While vaccines protect against some HPV genotypes, women living with HIV (WLWH) who have been vaccinated remain infected with other HPV types that may lead to cervical cancer, a Canadian study published in Journal of Acquired Immune Deficiency Syndromes found, underlining the importance of cervical cancer screenings regardless of vaccination status.
The study followed 284 WLWH for a median of 4 years and a total of 1,205 person-years of follow-up. All participants received the quadrivalent HPV vaccine, which covers genotypes 6, 11, 16, and 18, with 94% of participants receiving all 3 shots.

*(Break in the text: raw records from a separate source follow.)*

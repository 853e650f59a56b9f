// SPDX-License-Identifier: BUSL-1.1
// Copyright (c) 2026 Alfred Jean LLC

//! Shared iOS/OSX backend: dedicated per-build keychain, p12 import,
//! provisioning-profile install keyed by its UUID, archive + export, and
//! a cleanup step that always runs (profile uninstall + keychain delete)
//! regardless of how the build stage exited.

use std::path::{Path, PathBuf};

use async_trait::async_trait;
use farm_adapters::subprocess::{NATIVE_TOOL_TIMEOUT, SHORT_COMMAND_TIMEOUT};
use farm_core::SigningKey;
use regex::Regex;
use serde_json::json;

use super::shared::{ensure_certs_dir, find_artifacts, pack_artifacts};
use super::{BuildDescriptor, PlatformBackend};
use crate::error::BuildError;
use crate::fetch::fetch_resource;
use crate::logging::{run_logged, run_logged_capture};
use crate::pipeline::PipelineContext;

#[derive(Debug, Clone, Copy, PartialEq, Eq)]
enum AppleVariant {
    Ios,
    Osx,
}

pub struct AppleBackend {
    variant: AppleVariant,
}

impl AppleBackend {
    pub fn ios() -> Self {
        Self { variant: AppleVariant::Ios }
    }

    pub fn osx() -> Self {
        Self { variant: AppleVariant::Osx }
    }

    fn keychain_name(&self, ctx: &PipelineContext<'_>) -> String {
        format!("build-{}.keychain", ctx.job.code.as_str())
    }
}

#[async_trait]
impl PlatformBackend for AppleBackend {
    async fn build_json(&self, ctx: &PipelineContext<'_>) -> Result<BuildDescriptor, BuildError> {
        let descriptor = if let Some(SigningKey::Apple { .. }) = &ctx.job.key {
            json!({ ctx.job.platform.as_str(): { "release": { "codeSignIdentity": "iPhone Distribution" } } })
        } else {
            json!({})
        };
        let path = ctx.workspace.workspace_dir().join("build.json");
        std::fs::write(&path, descriptor.to_string())
            .map_err(|e| BuildError::from_stage("build", e))?;
        Ok(BuildDescriptor { path })
    }

    async fn build(
        &self,
        ctx: &PipelineContext<'_>,
        descriptor: &BuildDescriptor,
    ) -> Result<(), BuildError> {
        let keychain = self.keychain_name(ctx);
        let mut profile_uuid: Option<String> = None;

        let result = self.build_signed(ctx, descriptor, &keychain, &mut profile_uuid).await;
        let cleanup_result = self.cleanup(ctx, &keychain, profile_uuid.as_deref()).await;

        match (result, cleanup_result) {
            (Err(e), _) => Err(e),
            (Ok(()), Err(e)) => Err(e),
            (Ok(()), Ok(())) => Ok(()),
        }
    }

    async fn pack(&self, ctx: &PipelineContext<'_>) -> Result<PathBuf, BuildError> {
        let pattern = match self.variant {
            AppleVariant::Ios => Regex::new(r"\.ipa$"),
            AppleVariant::Osx => Regex::new(r"\.(app|pkg)$"),
        }
        .map_err(|e| BuildError::uniform(format!("invalid artifact regex: {e}")))?;

        let search_root = ctx.workspace.workspace_dir().join(format!(
            "platforms/{}/build",
            if self.variant == AppleVariant::Ios { "ios" } else { "osx" }
        ));
        let artifacts = find_artifacts(&search_root, &pattern);
        let epoch_millis = std::time::SystemTime::now()
            .duration_since(std::time::UNIX_EPOCH)
            .unwrap_or_default()
            .as_millis() as u64;
        pack_artifacts(ctx, &artifacts, epoch_millis)
    }

    fn create_app_command(&self, ctx: &PipelineContext<'_>) -> Option<String> {
        Some(format!(
            "security create-keychain -p build {}",
            self.keychain_name(ctx)
        ))
    }

    fn find_identity_command(&self) -> Option<&'static str> {
        Some("security find-identity -v -p codesigning")
    }
}

impl AppleBackend {
    async fn build_signed(
        &self,
        ctx: &PipelineContext<'_>,
        descriptor: &BuildDescriptor,
        keychain: &str,
        profile_uuid: &mut Option<String>,
    ) -> Result<(), BuildError> {
        let log_path = ctx.workspace.cordova_log();
        let workspace_dir = ctx.workspace.workspace_dir();

        if let Some(SigningKey::Apple { p12_url, provisioning_profile_url, password }) = &ctx.job.key {
            let create_cmd = self
                .create_app_command(ctx)
                .ok_or_else(|| BuildError::uniform("Apple backend missing create_app_command"))?;
            run_shell(&create_cmd, &workspace_dir, &log_path, SHORT_COMMAND_TIMEOUT, "creating build keychain").await?;

            let certs_dir = ensure_certs_dir(ctx)?;
            let p12_path = certs_dir.join("release.p12");
            fetch_resource(p12_url, ctx.config_root, &p12_path).await?;
            import_p12(&p12_path, password, keychain, &workspace_dir, &log_path).await?;

            let profile_path = certs_dir.join("profile.mobileprovision");
            fetch_resource(provisioning_profile_url, ctx.config_root, &profile_path).await?;
            let uuid = extract_profile_uuid(&profile_path, &workspace_dir, &log_path).await?;
            install_profile(&profile_path, &uuid, &workspace_dir, &log_path).await?;
            *profile_uuid = Some(uuid);

            write_build_scheme(&workspace_dir, ctx.job.code.as_str())?;
            disable_code_signing_in_xcconfigs(&workspace_dir)?;
        }

        run_archive(ctx, &workspace_dir, &log_path).await?;
        run_export(self.variant, ctx, descriptor, &workspace_dir, &log_path).await
    }

    async fn cleanup(
        &self,
        ctx: &PipelineContext<'_>,
        keychain: &str,
        profile_uuid: Option<&str>,
    ) -> Result<(), BuildError> {
        if ctx.job.key.is_none() {
            return Ok(());
        }
        let log_path = ctx.workspace.cordova_log();
        let cwd = ctx.workspace.workspace_dir();

        if let Some(uuid) = profile_uuid {
            if let Err(e) = uninstall_profile(uuid, &cwd, &log_path).await {
                tracing::warn!(error = %e, "failed to uninstall provisioning profile");
            }
        }
        if let Err(e) = delete_keychain(keychain, &cwd, &log_path).await {
            tracing::warn!(error = %e, "failed to delete build keychain");
        }
        Ok(())
    }
}

async fn run_shell(
    command: &str,
    cwd: &Path,
    log_path: &Path,
    timeout: std::time::Duration,
    description: &str,
) -> Result<(), BuildError> {
    run_logged(
        Path::new("sh"),
        &["-c", command],
        cwd,
        log_path,
        timeout,
        description,
    )
    .await
}

async fn import_p12(
    p12_path: &Path,
    password: &str,
    keychain: &str,
    cwd: &Path,
    log_path: &Path,
) -> Result<(), BuildError> {
    run_logged(
        Path::new("security"),
        &[
            "import",
            &p12_path.to_string_lossy(),
            "-k",
            keychain,
            "-P",
            password,
            "-T",
            "/usr/bin/codesign",
        ],
        cwd,
        log_path,
        SHORT_COMMAND_TIMEOUT,
        "importing signing identity",
    )
    .await
}

/// Equivalent of `security cms -D -i profile | grep UUID -A1 | grep -io
/// '[-A-Z0-9]{36}'`: decode the profile's embedded plist and extract the
/// `UUID` key's value.
async fn extract_profile_uuid(profile_path: &Path, cwd: &Path, log_path: &Path) -> Result<String, BuildError> {
    let output = run_logged_capture(
        Path::new("security"),
        &["cms", "-D", "-i", &profile_path.to_string_lossy()],
        cwd,
        log_path,
        SHORT_COMMAND_TIMEOUT,
        "decoding provisioning profile",
    )
    .await?;

    let decoded = String::from_utf8_lossy(&output.stdout);
    find_uuid_in_decoded_profile(&decoded).ok_or_else(|| {
        BuildError::new(
            "provisioning profile decode did not contain a UUID",
            "The provided provisioning profile could not be read.",
        )
    })
}

/// Pure extraction step, split out from [`extract_profile_uuid`] so it can
/// be tested without shelling out to `security`.
fn find_uuid_in_decoded_profile(decoded: &str) -> Option<String> {
    let pattern = Regex::new(r"(?is)<key>UUID</key>\s*<string>([-A-Za-z0-9]{36})</string>").ok()?;
    pattern
        .captures(decoded)
        .and_then(|c| c.get(1))
        .map(|m| m.as_str().to_string())
}

async fn install_profile(profile_path: &Path, uuid: &str, cwd: &Path, log_path: &Path) -> Result<(), BuildError> {
    let Some(home) = dirs::home_dir() else {
        return Err(BuildError::uniform("could not determine home directory for profile install"));
    };
    let dest_dir = home.join("Library/MobileDevice/Provisioning Profiles");
    std::fs::create_dir_all(&dest_dir).map_err(|e| BuildError::from_stage("build", e))?;
    let dest = dest_dir.join(format!("{uuid}.mobileprovision"));
    std::fs::copy(profile_path, &dest).map_err(|e| BuildError::from_stage("build", e))?;
    let _ = (cwd, log_path);
    Ok(())
}

async fn uninstall_profile(uuid: &str, _cwd: &Path, _log_path: &Path) -> Result<(), BuildError> {
    let Some(home) = dirs::home_dir() else {
        return Ok(());
    };
    let path = home
        .join("Library/MobileDevice/Provisioning Profiles")
        .join(format!("{uuid}.mobileprovision"));
    if path.exists() {
        std::fs::remove_file(path).map_err(|e| BuildError::from_stage("build", e))?;
    }
    Ok(())
}

async fn delete_keychain(keychain: &str, cwd: &Path, log_path: &Path) -> Result<(), BuildError> {
    run_logged(
        Path::new("security"),
        &["delete-keychain", keychain],
        cwd,
        log_path,
        SHORT_COMMAND_TIMEOUT,
        "deleting build keychain",
    )
    .await
}

/// Write a minimal Xcode shared scheme so `xcodebuild archive` can target
/// it without relying on an auto-generated scheme (which Xcode only
/// creates once, interactively, on first project open).
fn write_build_scheme(workspace_dir: &Path, code: &str) -> Result<(), BuildError> {
    let scheme_dir = workspace_dir
        .join("platforms/ios")
        .join(format!("{code}.xcodeproj/xcshareddata/xcschemes"));
    std::fs::create_dir_all(&scheme_dir).map_err(|e| BuildError::from_stage("build", e))?;
    let scheme = format!(
        r#"<?xml version="1.0" encoding="UTF-8"?>
<Scheme LastUpgradeVersion="1500" version="1.3">
  <BuildAction><BuildActionEntries>
    <BuildActionEntry><BuildableReference BlueprintName="{code}"/></BuildActionEntry>
  </BuildActionEntries></BuildAction>
  <ArchiveAction buildConfiguration="Release" revealArchiveInOrganizer="YES"/>
</Scheme>
"#
    );
    std::fs::write(scheme_dir.join(format!("{code}.xcscheme")), scheme)
        .map_err(|e| BuildError::from_stage("build", e))?;
    Ok(())
}

/// Disable code-signing in every `.xcconfig` under the project so
/// `xcodebuild archive` doesn't require the keychain during the archive
/// phase (signing happens at export time instead).
fn disable_code_signing_in_xcconfigs(workspace_dir: &Path) -> Result<(), BuildError> {
    for entry in walkdir::WalkDir::new(workspace_dir)
        .into_iter()
        .filter_map(Result::ok)
    {
        if entry.file_type().is_file()
            && entry.path().extension().and_then(|e| e.to_str()) == Some("xcconfig")
        {
            let mut contents =
                std::fs::read_to_string(entry.path()).map_err(|e| BuildError::from_stage("build", e))?;
            contents.push_str("\nCODE_SIGNING_REQUIRED = NO\nCODE_SIGNING_ALLOWED = NO\n");
            std::fs::write(entry.path(), contents).map_err(|e| BuildError::from_stage("build", e))?;
        }
    }
    Ok(())
}

async fn run_archive(ctx: &PipelineContext<'_>, workspace_dir: &Path, log_path: &Path) -> Result<(), BuildError> {
    let cordova_bin = ctx.lib_dir().join("node_modules/.bin/cordova");
    run_logged(
        &cordova_bin,
        &["build", ctx.job.platform.as_str(), "--release", "--archive"],
        workspace_dir,
        log_path,
        NATIVE_TOOL_TIMEOUT,
        "archiving Apple project",
    )
    .await
}

async fn run_export(
    variant: AppleVariant,
    ctx: &PipelineContext<'_>,
    descriptor: &BuildDescriptor,
    workspace_dir: &Path,
    log_path: &Path,
) -> Result<(), BuildError> {
    match variant {
        AppleVariant::Ios => {
            let options_plist = workspace_dir.join("export_options.plist");
            write_export_options_plist(&options_plist, ctx)?;
            run_logged(
                Path::new("xcodebuild"),
                &[
                    "-exportArchive",
                    "-exportOptionsPlist",
                    &options_plist.to_string_lossy(),
                ],
                workspace_dir,
                log_path,
                NATIVE_TOOL_TIMEOUT,
                "exporting iOS archive",
            )
            .await
        }
        AppleVariant::Osx => {
            let _ = descriptor;
            run_logged(
                Path::new("productbuild"),
                &["--component", "build/Release", "/Applications"],
                workspace_dir,
                log_path,
                NATIVE_TOOL_TIMEOUT,
                "packaging OSX product",
            )
            .await
        }
    }
}

fn write_export_options_plist(path: &Path, ctx: &PipelineContext<'_>) -> Result<(), BuildError> {
    let method = if ctx.job.key.is_some() { "app-store" } else { "development" };
    let plist = format!(
        r#"<?xml version="1.0" encoding="UTF-8"?>
<!DOCTYPE plist PUBLIC "-//Apple//DTD PLIST 1.0//EN" "http://www.apple.com/DTDs/PropertyList-1.0.dtd">
<plist version="1.0">
<dict>
  <key>method</key>
  <string>{method}</string>
</dict>
</plist>
"#
    );
    std::fs::write(path, plist).map_err(|e| BuildError::from_stage("build", e))
}

#[cfg(test)]
#[path = "apple_tests.rs"]
mod tests;
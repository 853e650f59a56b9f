// SPDX-License-Identifier: BUSL-1.1
// Copyright (c) 2026 Alfred Jean LLC

//! Drives one [`Service`] through `Created -> Starting -> Looping ->
//! Stopping -> Stopped`: working-lock bookkeeping, heartbeats, best-effort
//! registration, and crash isolation for per-iteration failures.

use crate::network::{hostname, local_ip, os_tag};
use crate::service::{Service, ServiceContext};
use farm_storage::WorkingLock;
use std::sync::atomic::{AtomicBool, Ordering};
use std::sync::Arc;
use tokio::sync::watch;
use tracing::{error, info, warn};

#[derive(Debug, Clone, Copy, PartialEq, Eq)]
enum RuntimeState {
    Created,
    Starting,
    Looping,
    Stopping,
    Stopped,
}

/// Owns a service's lifecycle. Construct with [`ServiceRuntime::new`], then
/// call [`ServiceRuntime::run`] (loops until shutdown) or
/// [`ServiceRuntime::run_once`] (single iteration, for one-shot CLI modes).
pub struct ServiceRuntime<S: Service> {
    service: S,
    ctx: ServiceContext,
    state: RuntimeState,
    working: Arc<AtomicBool>,
}

impl<S: Service> ServiceRuntime<S> {
    pub fn new(service: S, ctx: ServiceContext) -> Self {
        Self {
            service,
            ctx,
            state: RuntimeState::Created,
            working: Arc::new(AtomicBool::new(false)),
        }
    }

    /// Run until a ctrl-c/SIGTERM shutdown signal arrives, looping
    /// `run_iteration` at `service.interval()` and heartbeating in the
    /// background.
    pub async fn run(mut self) -> Result<(), crate::error::ServiceError> {
        self.start().await?;

        let (shutdown_tx, shutdown_rx) = watch::channel(false);
        let heartbeat_handle = self.spawn_heartbeat(shutdown_rx.clone());

        self.state = RuntimeState::Looping;
        let mut shutdown_rx_loop = shutdown_rx;
        tokio::spawn(async move {
            let _ = tokio::signal::ctrl_c().await;
            let _ = shutdown_tx.send(true);
        });

        loop {
            if *shutdown_rx_loop.borrow() {
                break;
            }
            self.run_locked_iteration().await;

            tokio::select! {
                _ = tokio::time::sleep(self.service.interval()) => {}
                _ = shutdown_rx_loop.changed() => {
                    if *shutdown_rx_loop.borrow() {
                        break;
                    }
                }
            }
        }

        self.stop().await;
        heartbeat_handle.abort();
        Ok(())
    }

    /// Run exactly one iteration and return the service, without entering
    /// the loop or registering with the backend. Used for one-shot
    /// invocations (e.g. the Builder's `--path` flag), where the caller
    /// needs to inspect the service afterward (e.g. whether the one job it
    /// ran came out a success or a failure).
    pub async fn run_once(mut self) -> Result<S, crate::error::ServiceError> {
        self.service.on_start(&self.ctx).await?;
        self.run_locked_iteration().await;
        Ok(self.service)
    }

    async fn start(&mut self) -> Result<(), crate::error::ServiceError> {
        self.state = RuntimeState::Starting;
        self.service.on_start(&self.ctx).await?;
        self.register().await;
        Ok(())
    }

    /// Cooperative shutdown: wait for any in-flight iteration to finish
    /// before deregistering, polling at `stop_poll_interval_ms`.
    async fn stop(&mut self) {
        self.state = RuntimeState::Stopping;
        while self.working.load(Ordering::SeqCst) {
            tokio::time::sleep(crate::env::stop_poll_interval_ms()).await;
        }
        self.deregister().await;
        self.state = RuntimeState::Stopped;
    }

    async fn run_locked_iteration(&mut self) {
        let lock_path = WorkingLock::path_for(self.ctx.root.root(), &self.service.id().to_string());
        let mut lock = WorkingLock::new(lock_path);
        if let Err(err) = lock.acquire() {
            error!(service = %self.service.id(), "failed to acquire working lock: {err}");
            return;
        }
        self.working.store(true, Ordering::SeqCst);

        if let Err(err) = self.service.run_iteration(&self.ctx).await {
            error!(service = %self.service.id(), "iteration failed: {err}");
        }

        self.working.store(false, Ordering::SeqCst);
        lock.clear();
    }

    async fn register(&self) {
        if !self.ctx.environment.registers_with_backend() {
            return;
        }
        let ip = match local_ip() {
            Ok(ip) => ip.to_string(),
            Err(err) => {
                warn!("could not determine local ip, skipping registration: {err}");
                return;
            }
        };
        let host = hostname();
        let service_id = self.service.id();
        if let Err(err) = self.ctx.backend.register_host(&host, &ip, os_tag()).await {
            warn!("register_host failed: {err}");
        }
        if let Err(err) = self.ctx.backend.register_service(&ip, &service_id).await {
            warn!("register_service failed: {err}");
        }
    }

    async fn deregister(&self) {
        if !self.ctx.environment.registers_with_backend() {
            return;
        }
        let ip = match local_ip() {
            Ok(ip) => ip.to_string(),
            Err(err) => {
                warn!("could not determine local ip, skipping deregistration: {err}");
                return;
            }
        };
        if let Err(err) = self.ctx.backend.deregister(&ip, &self.service.id()).await {
            warn!("deregister failed: {err}");
        }
    }

    fn spawn_heartbeat(&self, mut shutdown_rx: watch::Receiver<bool>) -> tokio::task::JoinHandle<()> {
        let ctx = self.ctx.clone();
        let service_id = self.service.id();
        let registers = ctx.environment.registers_with_backend();
        tokio::spawn(async move {
            if !registers {
                return;
            }
            let mut interval = tokio::time::interval(crate::env::heartbeat_interval_ms());
            loop {
                tokio::select! {
                    _ = interval.tick() => {
                        let ip = match local_ip() {
                            Ok(ip) => ip.to_string(),
                            Err(_) => continue,
                        };
                        if let Err(err) = ctx.backend.heartbeat(&ip, &service_id).await {
                            warn!("heartbeat failed: {err}");
                        } else {
                            info!(service = %service_id, "heartbeat sent");
                        }
                    }
                    _ = shutdown_rx.changed() => {
                        if *shutdown_rx.borrow() {
                            break;
                        }
                    }
                }
            }
        })
    }
}

#[cfg(test)]
#[path = "runtime_tests.rs"]
mod tests;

Other HPV genotypes that can cause cancer persisted for ≥ 2 study visits after the first vaccine dose.HPV51 was found in 1.38/100 person-years, HPV52 in 1.18/100 PY, and HPV 39 in 1.06/100 PY.
More recently, the quadrivalent HPV vaccine has been replaced by a nonavalent vaccine, which covers HPV51, but not the other two genotypes. Overall, there were more oncogenic genotypes not covered by the newer vaccine (3.6/100 PY) than genotypes included in that vaccine (2.4/100 PY).
“Our findings support the continued regular cervical screening of WLWH regardless of their HPV vaccine history and validate the need for a multipronged approach to elimination of cervical cancer,” study authors concluded.